Il Parma affronta il Cagliari nel match valido per la prima giornata della Serie A 2026/27. Gli uomini di Carlos Cuesta sfidano quelli di Fabio Pisacane in un duello molto interessante tra due squadre che hanno chiuso la scorsa stagione con solo 3 punti di differenza.
Di seguito le parole di Carlos Cuesta in conferenza stampa.

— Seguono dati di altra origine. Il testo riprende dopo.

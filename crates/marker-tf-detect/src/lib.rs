//! Fiducial marker detection for the marker-tf pipeline.
//!
//! This crate owns:
//! - dictionary descriptors for the square-bit marker families,
//! - the capability interfaces the vision primitives plug into,
//! - the detection pipeline: intensity conversion, quad filtering by area,
//!   and per-marker range/angle extraction from the estimated pose.
//!
//! It does **not** implement quad finding or PnP itself; those arrive
//! through [`MarkerDetectionProvider`] and [`SingleMarkerPoseProvider`] so
//! the pipeline stays testable with synthetic stubs.

mod detector;
mod dictionary;
mod provider;

pub use detector::{DetectedMarker, DetectorParams, MarkerDetector};
pub use dictionary::{builtin_dictionary, dict_4x4_50, DictionarySpec};
pub use provider::{MarkerDetectionProvider, MarkerPose, QuadDetection, SingleMarkerPoseProvider};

Le parole di Carlos Cuesta
Sullo spirito con cui si riparte:
"Prima di iniziare vorrei inviare tutti i nostri pensieri a Corrado e a tutta la sua famiglia. Il lato umano è sempre l'aspetto più importante. Passando alla partita di domani, partiamo con lo stesso spirito. Sappiamo gli obiettivi che avevamo e sono stati raggiunti nella passata stagione. Adesso vogliamo migliorare, perché è una necessità della vita. Il miglioramento può essere misurato sotto tanti aspetti. Vogliamo essere una squadra più completa, che voglia rinforzare i propri punti di forza, ma vogliamo esprimerci su più registri per essere sempre più competitivi. Il nostro focus è lì: migliorarci e raggiungere un alto livello di performance".Sui giocatori:
"Manca ancora un allenamento. Alcuni giocatori hanno avuto dei problemi e dobbiamo valutare. Non ci sarà Britschgi ovviamente".Sul mercato:
"È un periodo di incertezza per tutti, ma lì puoi scegliere dove mettere il focus. Puoi lasciarti andare sulla dinamica o concentrarti su ciò che vivi. Tutta la nostra energia è sulla partita di domani. Domani alle 20.45 il Tardini sarà con noi, le luci, la notte... è un'occasione incredibile per trasmettere l'ambizione che questo gruppo ha e per vincere. Io posso garantire che tutti i convocati saranno pronti per creare un impatto positivo".Sulla preparazione:
"Serve il presente, ma il punto da cui siamo partiti insieme è diverso. Posso avere solo parole di gratititudine verso lo spirito della squadra e la voglia di crescere. Deve essere parte del nostro modo di vivere. Adesso la ricerca è la stessa: vincere ogni partita, rappresentare il Parma nel miglior modo".Sul Cagliari:
"Tutte le statistiche del passato non possiamo cambiarle. Il focus è sul creare la nostra realtà. Affronteremo una squadra forte, ben organizzata, che ha un bagaglio dalla passata stagione. Per noi è uno stimolo giocare in Serie A contro le squadre più forti del paese. Abbiamo solo un obiettivo: fare una grande partita e vincere".Se l'addio di Circati cambia qualcosa:
"Deve cambiare per forza! Manca un giocatore rispetto alla settimana scorsa. Ma l'atteggiamento e i principi non cambiano. Vogliamo ancora essere ciò che siamo stati una settimana fa".Su Valenti:
"Un giocatore che ha avuto un peso specifico importante. Abbiamo diversi giocatori nel reparto pronti per impattare la squadra. Faremo valutazioni e scelte in base a ciò che pensiamo giusto".Sul mercato:
"Dal primo giorno noi abbiamo avuto una strategia molto chiara su come operare e sugli obiettivi del club. Anche dobbiamo valorizzare i giocatori che abbiamo a disposizione, che diventano parte attiva della società. Questa cosa l'abbiamo fatta in passata e la facciamo anche adesso, è frutto di un lavoro allineato di tutte le componenti del club".Se l'addio di Pellegrino cambia qualcosa:
"Ti offre diverse possibilità. Prima magari cercavamo la sponda per progredire. Adesso facciamo una costruzione più manovrata, che è più lenta ma permette di essere più compatti. Ti offre possibilità diverse. Noi vogliamo essere più completi. Noi dobbiamo ancora avere solidità e compattezza, ma dobbiamo avere anche altre capacità, essendo più verticali ed elettrici quando dobbiamo ripartire. Noi dobbiamo avere la possibilità di essere versatili ma essere sempre noi, mentalizzati sul fare tutto ciò che è necessario per vincere. È ovvio che i giocatori che c'erano nella passata stagione possono esprimere qualità diverse in base a quelli che sono arrivati in questa estate".